Announcement

Collapse

Facebook Forum Migration

Our forums have migrated to Facebook. If you are already an iMSN forum member you will be grandfathered in.

To access the Call Room and Marriage Matters, head to: https://m.facebook.com/groups/400932...eferrer=search

You can find the health and fitness forums here: https://m.facebook.com/groups/133538...eferrer=search

Private parenting discussions are here: https://m.facebook.com/groups/382903...eferrer=search

We look forward to seeing you on Facebook!
See more
See less

Stay at Home Dad/Husband to Intern..Yikes!

Collapse
X
 
  • Filter
  • Time
  • Show
Clear All
new posts

  • Stay at Home Dad/Husband to Intern..Yikes!

    Greetings All,

    Thought I would say hello, introduce myself, and share what look like common "oh my god" feelings right at the start. As much as I thought we prepared how can you really, she wants to quit, I want to quit....yikes...and it has only been 4 weeks.

    Oh brother...

    I am sure I will be around, Pete.

  • #2
    Welcome to the boards!

    I have felt your pain....as many here will tell you, it will get better...and worse at times. I am sure that isn't much consolation, but you can make it, as can your spouse! Patience and communication(as well as a beer or favorite cold beverage and some occasional alone time) are needed to make it through.

    This a great source of common ground, others that know exactly what you are dealing with and have been, or are going through it, at the same time.

    Good to have another SAHD on board!

    Comment


    • #3
      Welcome, I am glad to have you here.
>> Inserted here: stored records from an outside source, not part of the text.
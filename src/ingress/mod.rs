mod handlers;
mod headers;
mod processor;

pub use handlers::*;
pub use headers::{get_client_ip, get_referrer, get_user_agent};
pub use processor::*;
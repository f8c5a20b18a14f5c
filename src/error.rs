use axum::{
    http::StatusCode,
    response::{IntoResponse, Response},
};

#[derive(Debug, thiserror::Error)]
pub enum Error {
    #[error("Database error: {0}")]
    Database(#[from] sqlx::Error),

    #[error("Hit not found")]
    HitNotFound,

    #[error("Referral not found")]
    ReferralNotFound,

    #[error("Invalid affiliate: {0}")]
    InvalidAffiliate(String),

    #[error("Invalid referral: {0}")]
    InvalidReferral(String),

    #[error("Invalid timezone: {0}")]
    InvalidTimezone(String),

    #[error("Invalid table prefix: {0}")]
    InvalidTablePrefix(String),

    #[error("Config error: {0}")]
    Config(#[from] config::ConfigError),

    #[error("JSON error: {0}")]
    Json(#[from] serde_json::Error),

    #[error("Regex error: {0}")]
    Regex(#[from] regex::Error),

    #[error("Internal error: {0}")]
    Internal(String),
}

impl IntoResponse for Error {
    fn into_response(self) -> Response {
        let status = match &self {
            Error::HitNotFound | Error::ReferralNotFound => StatusCode::NOT_FOUND,
            Error::InvalidAffiliate(_)
            | Error::InvalidReferral(_)
            | Error::InvalidTimezone(_)
            | Error::InvalidTablePrefix(_) => StatusCode::BAD_REQUEST,
            _ => StatusCode::INTERNAL_SERVER_ERROR,
        };

        (status, self.to_string()).into_response()
    }
}

pub type Result<T> = std::result::Result<T, Error>;
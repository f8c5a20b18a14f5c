use axum::{
    extract::{Path, Query, State},
    http::{HeaderMap, StatusCode},
    response::{IntoResponse, Response},
};
use chrono::Utc;
use serde::Deserialize;
use tracing::{debug, error};

use crate::domain::{AffiliateId, Medium};
use crate::error::Error;
use crate::state::AppState;

use super::headers::{get_client_ip, get_referrer, get_user_agent};
use super::{record_visit, VisitPayload};

#[derive(Debug, Default, Deserialize)]
pub struct TrackQuery {
    pub medium: Option<String>,
    pub url: Option<String>,
}

/// GET /track/{affiliate_id}
pub async fn track_hit(
    State(state): State<AppState>,
    Path(affiliate_id): Path<String>,
    Query(query): Query<TrackQuery>,
    headers: HeaderMap,
) -> Response {
    let affiliate_id: AffiliateId = match affiliate_id.parse() {
        Ok(id) => id,
        Err(_) => {
            debug!("Rejecting hit for malformed affiliate {:?}", affiliate_id);
            return StatusCode::BAD_REQUEST.into_response();
        }
    };

    let payload = VisitPayload {
        medium: query
            .medium
            .as_deref()
            .map(Medium::from_str)
            .unwrap_or_default(),
        url: query.url,
    };

    match record_visit(
        &state,
        affiliate_id,
        Utc::now(),
        payload,
        get_client_ip(&headers),
        get_user_agent(&headers),
        get_referrer(&headers),
    )
    .await
    {
        Ok(_) => StatusCode::NO_CONTENT.into_response(),
        Err(Error::InvalidAffiliate(_)) => StatusCode::BAD_REQUEST.into_response(),
        Err(e) => {
            error!("Error recording hit: {}", e);
            StatusCode::INTERNAL_SERVER_ERROR.into_response()
        }
    }
}
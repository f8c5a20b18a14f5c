use std::sync::Arc;

use crate::cache::AppCache;
use crate::config::{ReportSettings, Settings};
use crate::db::Pool;

#[derive(Clone)]
pub struct AppState {
    pub pool: Pool,
    pub cache: AppCache,
    pub settings: Arc<Settings>,
    pub report: Arc<ReportSettings>,
}

impl AppState {
    pub fn new(pool: Pool, cache: AppCache, settings: Settings, report: ReportSettings) -> Self {
        Self {
            pool,
            cache,
            settings: Arc::new(settings),
            report: Arc::new(report),
        }
    }
}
      What specialty is your wife in? There are a lot of people here in similar shoes or who have been there. Jump on in!
      Heidi, PA-S1 - wife to an orthopaedic surgeon, mom to Ryan, 17, and Alexia, 11.


      Comment


      • #4
        Welcome, Pete!
        The intern year is just a shock to the system -- for everyone -- isn't it? As Matt said, it will get better, and sometimes worse, and then better. Hang in there. Feel free to vent anytime.

        Comment


        • #5
          Welcome aboard!

          Matt (and Dave and Kevin and the male lurkers) will all appreciate having another guy around.

          and yup, Matt's deadon about the hideousness of internship year, and you're right, there's no way to even begin to understand until you're in it. Hold your breathe, hang on and come back often. The good news? It does end.

          Jenn

          and my husband spent all of internship year grumbling about how he 1) hated all people 2) really hated all fellow doctors and 3) hated pediatrics, the idea of pediatrics, the mere mention of patient parents, pagers, contract nurses, etc. ,etc.

          Now that we're PGY 6, he's back to just hating people.

          Jenn

          Comment


          • #6
            Wow, thanks for the immediate support. Her speciality is anesthesia so as she said this morning only 47 more months to go, how healthy does that sound?

            I am going insane at home, little boy is great, but lonliness is awful. So far have been the uber husband, as I am sure you all are to your spouse as well.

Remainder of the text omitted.